The presentation of the 41-year-old female patient was due to headaches with nausea and vomiting, which have been present for about 2 weeks. The headaches began from the cervical spine area and radiated to both temples, with initial pain intensity of 4–5/10 on the Numeric Rating Scale (NRS). In addition to their other complaints, the patient reported experiencing pressure behind both eyes. She sought medical attention from her family doctor and was prescribed ibuprofen 600 mg up to 3 times a day and metamizole 500mg up to 3 times a day. Due to known problems with her cervical spine, the patient also consulted an outpatient orthopedist, who recommended adapted analgesics as needed. Despite a daily intake of ibuprofen 600mg 3 times a day and metamizole 500mg 3 times, the headaches did not improve. Multiple sclerosis had been known since 2006 and is currently being treated with ocrelizumab. Her previous DMT was Interferon but she switched to Ocrelizumab 2 years ago. A couple of years ago, a tick bit her, and weeks after that, she developed a rash.

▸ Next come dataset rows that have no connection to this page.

//! The jump engine
//!
//! [`QuickJump`] binds a [`JumpStore`] to a data file and a set of static
//! aliases. One engine is built per process, initialized once, used for a
//! single operation and dumped at most once.

use std::collections::BTreeMap;
use std::path::{Path, PathBuf};

use super::datafile;
use super::store::{JumpStore, LoadReport, Match, SkipReason, StoreError};
use crate::domain::{MatchScope, ResetScope, StorageDocument};

pub struct QuickJump {
    data_file: PathBuf,
    aliases: BTreeMap<String, String>,
    store: JumpStore,
    initialized: bool,
}

impl QuickJump {
    /// Creates an engine; nothing is read until [`Self::init`]
    pub fn new(data_file: impl Into<PathBuf>, aliases: BTreeMap<String, String>) -> Self {
        Self::with_store(data_file, aliases, JumpStore::new())
    }

    /// Creates an engine around an existing (usually empty) store
    pub fn with_store(
        data_file: impl Into<PathBuf>,
        aliases: BTreeMap<String, String>,
        store: JumpStore,
    ) -> Self {
        Self {
            data_file: data_file.into(),
            aliases,
            store,
            initialized: false,
        }
    }

    pub fn data_file(&self) -> &Path {
        &self.data_file
    }

    pub fn store(&self) -> &JumpStore {
        &self.store
    }

    pub fn is_initialized(&self) -> bool {
        self.initialized
    }

    /// Loads the data file, merges the static aliases and persists the result.
    ///
    /// Persisted named paths win over aliases of the same name. The write only
    /// happens when an alias was actually added. Calling this again is a no-op.
    pub fn init(&mut self) -> Result<LoadReport, StoreError> {
        if self.initialized {
            return Ok(LoadReport::default());
        }

        let loaded = self.store.load_file(&self.data_file, true)?;
        loaded.log_skipped("data file");
        self.store.mark_clean();

        let merged = self.store.merge_named(self.aliases.clone(), false);
        for skipped in &merged.skipped {
            // Persisted names shadow aliases of the same name
            if skipped.reason != SkipReason::NameTaken {
                tracing::info!(
                    name = skipped.name.as_deref().unwrap_or_default(),
                    path = %skipped.path,
                    reason = %skipped.reason,
                    "skipped configured alias"
                );
            }
        }

        self.initialized = true;
        self.dump(false)?;

        Ok(LoadReport {
            named_added: loaded.named_added + merged.named_added,
            history_added: loaded.history_added,
            skipped: loaded.skipped.into_iter().chain(merged.skipped).collect(),
        })
    }

    pub fn match_one(&self, keyword: &str) -> String {
        self.store.match_one(keyword)
    }

    pub fn match_all(&self, keyword: &str, scope: MatchScope) -> Vec<Match> {
        self.store.match_all(keyword, scope)
    }

    pub fn add_named(&mut self, name: &str, path: &str, overwrite: bool) -> bool {
        self.store.add_named(name, path, overwrite)
    }

    pub fn add_history(&mut self, path: &str) -> bool {
        self.store.add_history(path)
    }

    pub fn reset(&mut self, scope: ResetScope) {
        self.store.reset(scope)
    }

    pub fn document(&self) -> StorageDocument {
        self.store.to_document()
    }

    /// Writes the store to the data file.
    ///
    /// Does nothing unless the store is dirty or `force` is set. Returns
    /// whether a write happened.
    pub fn dump(&mut self, force: bool) -> Result<bool, StoreError> {
        if !force && !self.store.is_dirty() {
            tracing::debug!("store unchanged, skipping write");
            return Ok(false);
        }

        let bytes = self.store.serialize()?;
        datafile::write(&self.data_file, &bytes)?;
        self.store.mark_clean();
        Ok(true)
    }
}
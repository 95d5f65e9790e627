//! Navigation commands: `get`, `hint` and `chdir`
//!
//! These run from the shell integration on every prompt or keypress, so
//! they print only what the shell consumes.

use anyhow::{bail, Result};

use super::output::Output;
use crate::domain::path::{absolutize, is_dir};
use crate::domain::MatchScope;
use crate::storage::QuickJump;

/// Prints the best match for `keyword` with no trailing newline
pub fn get(output: &Output, jumper: &QuickJump, keyword: &str) -> Result<()> {
    let path = jumper.match_one(keyword);
    tracing::debug!(keyword, path = %path, "resolved keyword");

    if output.is_json() {
        output.data(&serde_json::json!({
            "keyword": keyword,
            "path": path,
            "found": !path.is_empty(),
        }));
    } else {
        output.raw(&path)?;
    }

    Ok(())
}

/// Prints every candidate for `keyword`, one per line, named matches first
pub fn hint(
    output: &Output,
    jumper: &QuickJump,
    keyword: &str,
    scope: MatchScope,
    with_names: bool,
) -> Result<()> {
    let matches = jumper.match_all(keyword, scope);
    tracing::debug!(keyword, scope = %scope, count = matches.len(), "hint candidates");

    if output.is_json() {
        output.data(&matches);
        return Ok(());
    }

    for m in &matches {
        match &m.name {
            Some(name) if with_names => println!("{}:{}", name, m.path),
            _ => println!("{}", m.path),
        }
    }

    Ok(())
}

/// Records a visit to `dir`, or to the working directory
pub fn chdir(
    output: &Output,
    jumper: &mut QuickJump,
    dir: Option<&str>,
    quiet: bool,
) -> Result<()> {
    let target = dir.unwrap_or(".");
    let resolved = absolutize(target, &jumper.store().current_dir());

    if !is_dir(&resolved) {
        if quiet {
            tracing::debug!(path = %resolved, "ignoring visit to missing directory");
            return Ok(());
        }
        bail!("Not a directory: {}", resolved);
    }

    let changed = jumper.add_history(&resolved);
    if quiet {
        return Ok(());
    }

    if output.is_json() {
        output.data(&serde_json::json!({
            "path": resolved,
            "changed": changed,
        }));
    } else if changed {
        output.success(&format!("Recorded {}", resolved));
    } else {
        output.success(&format!("Already recorded {}", resolved));
    }

    Ok(())
}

On magnetic resonance imaging (MRI) of the head, several older MS-typical lesions were found supratentorially, periventricularly, and juxta-cortically. A lesion measuring up to approximately 1.5 cm was found right periventricularly. After contrast agent administration, we were unable to objectively demonstrate any active lesions.
In the cerebrospinal fluid, we saw a significant increase in cell count (573 cells) accompanied by lactate and protein increases, so we treated the patient with aciclovir and ceftriaxone intravenously as an urgent suspicion of meningoencephalitis with a subacute course. The Reiber diagram showed a barrier disturbance with intrathecal IgM synthesis; the IgG and IgM antibodies for Borrelia were positive in both the serum and the cerebrospinal fluid. The PCR panel in the cerebrospinal fluid showed no evidence of viral infection. JC virus DNA was not detected in the cerebrospinal fluid.
After ruling out herpes infection, intravenous aciclovir therapy was discontinued. Ceftriaxone was given for a total of 7 days. During the course of treatment, the patient's symptoms improved significantly. By the second day of hospitalization, the patient no longer experienced headaches or dizziness. After 7 days (with clinical improvement, no symptoms, and confirmed Borrelia infection in the serum and cerebrospinal fluid) we decided to switch from ceftriaxone to doxycycline (which can be taken orally) and discharge the patient to home care.